Morbid Angel – Kingdoms Disdained

Avis :

Le Death Métal est un genre très exigeant que beaucoup de personnes voient d’un mauvais œil. La faute à des noms de groupes qui laissent peu de place à la finesse, comme Possession, Death, ou encore Obituary. Créé au milieu des années 80, le Death Métal, comme tout genre, possède ses pionniers, comme les trois précités auparavant, mais aussi Morbid Angel. Fondé en 1984 par le guitariste Trey Azagthoth, le groupe va connaître un rapide essor, notamment grâce à des compositions complexes, organiques et qui ne laissent aucune place à des mélodies langoureuses. Morbid Angel, c’est un coup de poing dans le bide, c’est viscéral, ça tabasse fort et c’est ce qui a fait la renommée du groupe. D’ailleurs, plus de trente ans plus tard, ils sont toujours présents, jouant parfois les têtes d’affiche de certains festivals. Sauf que comme chaque formation, Morbid Angel a connu des hauts et des bas, et l’avant-dernier album, Illud Divinum Insanus, s’est fait littéralement démonté par les critiques et les fans de la première heure. Pourquoi ? Parce que le groupe a expérimenté un nouveau genre, mélangeant allègrement au Death des passages un peu plus Industriel. C’est donc avec crainte que les fans attendaient le dernier opus, Kingdoms Disdained. Qu’ils se rassurent, le groupe renoue avec ses racines, quitte à laisser de côté la mélodie pour fournir un opus bourrin à souhait, et parfois un poil trop lourd.
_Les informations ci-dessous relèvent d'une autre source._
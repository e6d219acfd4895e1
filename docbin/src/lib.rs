//! Batch restoration of scanned document pages with a pretrained GAN
//! generator: classical binarization, a generator pass, and resizing back to
//! the page's own resolution.

pub mod batch;
pub mod compare;
pub mod config;
pub mod generator;
pub mod metrics;
pub mod preprocess;
pub mod restore;

pub use batch::{BatchReport, ProcessedImage, run_batch};
pub use config::{Device, ModelConfig, PreprocessParams, RestoreConfig, TensorLayout};
pub use generator::{Generator, OnnxGenerator};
Le skeud débute avec Piles of Little Arms et il sera en quelque sorte assez synthétique de la globalité de l’album. C’est très violent, les riffs sont ultra agressifs et la batterie est très redondante avec une double pédale qui n’arrête pas une seconde et des baguettes qui tabassent très fort. Le chanteur s’en donne à cœur joie et lâche quelques growls bien sentis, malgré une difficulté à passer au-dessus des riffs de guitares. Il faut dire que l’ensemble est très lourd, très rapide et que rien n’est fait pour laisser plus d’espace à la voix. Morbid Angel revient pour ne pas décevoir et il met le paquet, offrant justement un premier morceau très virulent qui signe un retour en force. Parmi les morceaux les plus marquants de cet album, on peut aussi citer The Righteous Voice, qui a le mérite d’avoir un rythme plus lent, plus lourd, malgré une batterie qui occupe beaucoup trop l’espace avec sa double pédale. Néanmoins, le morceau est plus construit et plus complexe que le reste du skeud. On peut aussi évoquer Paradigms Warped et ses élans un peu plus Doom que Death, même si cela ne s’entend qu’au début du morceau. Enfin, on peut parler de For No Master, un titre ultra rapide, mais qui possède quelques éléments catchy plutôt intéressants et efficaces, comme un pseudo refrain qui marche bien.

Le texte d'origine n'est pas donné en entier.